■ Work task: Word for word, give the entries back.
------ The data ------
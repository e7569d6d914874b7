//! Player damage pipeline.
//!
//! Every point of damage the player deals to an enemy (winning hands,
//! pushes with push damage, card tags, trinkets) goes through
//! [`apply_damage_modifiers`]. Enemy self-damage from abilities does not.

use serde::{Deserialize, Serialize};

use crate::core::GameRng;

/// The player's effective offensive stats.
#[derive(Clone, Copy, Debug, Default, PartialEq, Eq, Serialize, Deserialize)]
pub struct DamageModifiers {
    pub damage_flat: i32,
    pub damage_percent: i32,
    /// Percent chance (0..=100).
    pub crit_chance: i32,
    /// Extra crit damage percent on top of the base crit bonus.
    pub crit_bonus: i32,
}

/// Final damage of one hit.
#[derive(Clone, Copy, Debug, PartialEq, Eq)]
pub struct DamageRoll {
    pub amount: i32,
    pub is_crit: bool,
}

/// `(base + flat) * (100 + percent) / 100`, then a crit roll.
///
/// Non-positive base damage deals nothing and never crits.
pub fn apply_damage_modifiers(
    mods: &DamageModifiers,
    base: i32,
    base_crit_bonus: i32,
    rng: &mut GameRng,
) -> DamageRoll {
    if base <= 0 {
        return DamageRoll { amount: 0, is_crit: false };
    }

    let mut amount = ((base + mods.damage_flat) * (100 + mods.damage_percent) / 100).max(0);

    let chance = mods.crit_chance.clamp(0, 100);
    let is_crit = chance > 0 && rng.roll_percent() < chance;
    if is_crit {
        amount = amount * (100 + base_crit_bonus + mods.crit_bonus) / 100;
    }

    tracing::debug!(base, amount, is_crit, "damage modifiers applied");
    DamageRoll { amount, is_crit }
}

#[cfg(test)]
mod tests {
    use super::*;

    #[test]
    fn test_no_modifiers() {
        let mut rng = GameRng::new(1);
        let roll = apply_damage_modifiers(&DamageModifiers::default(), 20, 50, &mut rng);
        assert_eq!(roll, DamageRoll { amount: 20, is_crit: false });
    }

    #[test]
    fn test_flat_then_percent() {
        let mut rng = GameRng::new(1);
        let mods = DamageModifiers { damage_flat: 5, damage_percent: 20, ..Default::default() };
        let roll = apply_damage_modifiers(&mods, 10, 50, &mut rng);
        assert_eq!(roll.amount, 18);
    }

    #[test]
    fn test_guaranteed_crit() {
        let mut rng = GameRng::new(1);
        let mods = DamageModifiers { crit_chance: 100, crit_bonus: 25, ..Default::default() };
        let roll = apply_damage_modifiers(&mods, 20, 50, &mut rng);
        assert!(roll.is_crit);
        assert_eq!(roll.amount, 35);
    }

    #[test]
    fn test_zero_base() {
        let mut rng = GameRng::new(1);
        let mods = DamageModifiers { damage_flat: 10, crit_chance: 100, ..Default::default() };
        let roll = apply_damage_modifiers(&mods, 0, 50, &mut rng);
        assert_eq!(roll.amount, 0);
        assert!(!roll.is_crit);
    }
}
------
■ Response below:
repository e7569d6d914874b7
//! Player damage pipeline.
//!
//! Every point of damage the player deals to an enemy (winning hands,
//! pushes with push damage, card tags, trinkets) goes through
//! [`apply_damage_modifiers`]. Enemy self-damage from abilities does not.

use serde::{Deserialize, Serialize};

use crate::core::GameRng;

/// The player's effective offensive stats.
#[derive(Clone, Copy, Debug, Default, PartialEq, Eq, Serialize, Deserialize)]
pub struct DamageModifiers {
    pub damage_flat: i32,
    pub damage_percent: i32,
    /// Percent chance (0..=100).
    pub crit_chance: i32,
    /// Extra crit damage percent on top of the base crit bonus.
    pub crit_bonus: i32,
}

/// Final damage of one hit.
#[derive(Clone, Copy, Debug, PartialEq, Eq)]
pub struct DamageRoll {
    pub amount: i32,
    pub is_crit: bool,
}

/// `(base + flat) * (100 + percent) / 100`, then a crit roll.
///
/// Non-positive base damage deals nothing and never crits.
pub fn apply_damage_modifiers(
    mods: &DamageModifiers,
    base: i32,
    base_crit_bonus: i32,
    rng: &mut GameRng,
) -> DamageRoll {
    if base <= 0 {
        return DamageRoll { amount: 0, is_crit: false };
    }

    let mut amount = ((base + mods.damage_flat) * (100 + mods.damage_percent) / 100).max(0);

    let chance = mods.crit_chance.clamp(0, 100);
    let is_crit = chance > 0 && rng.roll_percent() < chance;
    if is_crit {
        amount = amount * (100 + base_crit_bonus + mods.crit_bonus) / 100;
    }

    tracing::debug!(base, amount, is_crit, "damage modifiers applied");
    DamageRoll { amount, is_crit }
}

#[cfg(test)]
mod tests {
    use super::*;

    #[test]
    fn test_no_modifiers() {
        let mut rng = GameRng::new(1);
        let roll = apply_damage_modifiers(&DamageModifiers::default(), 20, 50, &mut rng);
        assert_eq!(roll, DamageRoll { amount: 20, is_crit: false });
    }

    #[test]
    fn test_flat_then_percent() {
        let mut rng = GameRng::new(1);
        let mods = DamageModifiers { damage_flat: 5, damage_percent: 20, ..Default::default() };
        let roll = apply_damage_modifiers(&mods, 10, 50, &mut rng);
        assert_eq!(roll.amount, 18);
    }

    #[test]
    fn test_guaranteed_crit() {
        let mut rng = GameRng::new(1);
        let mods = DamageModifiers { crit_chance: 100, crit_bonus: 25, ..Default::default() };
        let roll = apply_damage_modifiers(&mods, 20, 50, &mut rng);
        assert!(roll.is_crit);
        assert_eq!(roll.amount, 35);
    }

    #[test]
    fn test_zero_base() {
        let mut rng = GameRng::new(1);
        let mods = DamageModifiers { damage_flat: 10, crit_chance: 100, ..Default::default() };
        let roll = apply_damage_modifiers(&mods, 0, 50, &mut rng);
        assert_eq!(roll.amount, 0);
        assert!(!roll.is_crit);
    }
}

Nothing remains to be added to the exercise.